Albanian Rugby League

Club information
- Full name: Albanian Rugby League
- Nickname: The Eagles
- Short name: ARL
- Colours: Red and Black
- Founded: 2017
- Website: https://albaniarl.wordpress.com/

Current details
- Coach: Peter Grayburn
- Manager: Alan Vernon
- Captain: Shaban Penxho

= Albanian Rugby League =

Sports governing body in Albania

Albanian Rugby League (ARL) represents Albania in international rugby league tournaments, as well as organizes domestic competitions, and undertakes development projects. Rugby league is a new sport in Albania, which has been officially registered since 2017. The popularity of rugby league is struggling for attention in the national media. However, since the creation of the ARL national team and the introduction of Tirana Rugby Club (founded in 2013) in the Greek championship, coverage has increased with articles appearing in different rugby league official forums and newspapers.

== History ==
Although not formal at the time, the first steps of this non-profit organization were made back in 2010. Initially, a rugby union team (Tirana RC) was founded by two pupils of a central high-school in the city of Tirana.

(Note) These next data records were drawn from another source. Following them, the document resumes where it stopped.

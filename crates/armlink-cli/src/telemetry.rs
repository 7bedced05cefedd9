//! Tracing subscriber and optional OpenTelemetry export.
//!
//! | Variable | Effect |
//! |---|---|
//! | `RUST_LOG` | Log filter (default `"info"`). |
//! | `ARMLINK_LOG_FORMAT=json` | Newline-delimited JSON instead of the compact format. |
//! | `OTEL_EXPORTER_OTLP_ENDPOINT` | OTLP/HTTP collector base URL; spans are exported when set. |

use opentelemetry::trace::TracerProvider as _;
use opentelemetry_otlp::WithExportConfig;
use opentelemetry_sdk::{Resource, trace::SdkTracerProvider};
use tracing_subscriber::{EnvFilter, fmt, layer::SubscriberExt, util::SubscriberInitExt};

/// Install the global subscriber. Hold the returned guard until exit; dropping
/// it flushes pending spans.
pub fn init_tracing(service_name: &str) -> TracerProviderGuard {
    let filter = EnvFilter::try_from_default_env().unwrap_or_else(|_| EnvFilter::new("info"));
    let json = json_requested(std::env::var("ARMLINK_LOG_FORMAT").ok().as_deref());
    let provider = build_provider(service_name);
    let otel = provider
        .as_ref()
        .map(|p| tracing_opentelemetry::layer().with_tracer(p.tracer("armlink")));

    tracing_subscriber::registry()
        .with(filter)
        .with(otel)
        .with(json.then(|| fmt::layer().json()))
        .with((!json).then(|| fmt::layer().compact()))
        .init();

    TracerProviderGuard(provider)
}

fn json_requested(format: Option<&str>) -> bool {
    format.is_some_and(|f| f.eq_ignore_ascii_case("json"))
}

/// Shuts the tracer provider down on drop.
pub struct TracerProviderGuard(Option<SdkTracerProvider>);

impl TracerProviderGuard {
    pub fn exporting(&self) -> bool {
        self.0.is_some()
    }
}

impl Drop for TracerProviderGuard {
    fn drop(&mut self) {
        if let Some(provider) = self.0.take()
            && let Err(e) = provider.shutdown()
        {
            eprintln!("[armlink] OpenTelemetry provider shutdown error: {e}");
        }
    }
}

/// `None` when `OTEL_EXPORTER_OTLP_ENDPOINT` is unset or the exporter fails to
/// build; the failure goes to stderr because no subscriber exists yet.
fn build_provider(service_name: &str) -> Option<SdkTracerProvider> {
    let endpoint = std::env::var("OTEL_EXPORTER_OTLP_ENDPOINT").ok()?;

    let exporter = opentelemetry_otlp::SpanExporter::builder()
        .with_http()
        .with_endpoint(endpoint)
        .build()
        .map_err(|e| eprintln!("[armlink] OTLP exporter init failed: {e}"))
        .ok()?;

    let resource = Resource::builder()
        .with_service_name(service_name.to_string())
        .build();

    Some(
        SdkTracerProvider::builder()
            .with_resource(resource)
            // Synchronous export: runs before the Tokio runtime is entered.
            .with_simple_exporter(exporter)
            .build(),
    )
}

Facing difficulties in recruiting new players, due to the high number of players required in a rugby union game, a switch from rugby union to rugby league ensued in 2017. In 2018 as part of the festival of rugby league surrounding the U19 European Championships in Belgrade, the Albania National Team also participated in the 9s tournament. In 2018 Albanian Rugby League was also granted the observer status, becoming the 39th member nation of RLEF. In 2019 the ARL played against GB Pioneers, a team consisting of students from top universities across Great Britain and Northern Ireland.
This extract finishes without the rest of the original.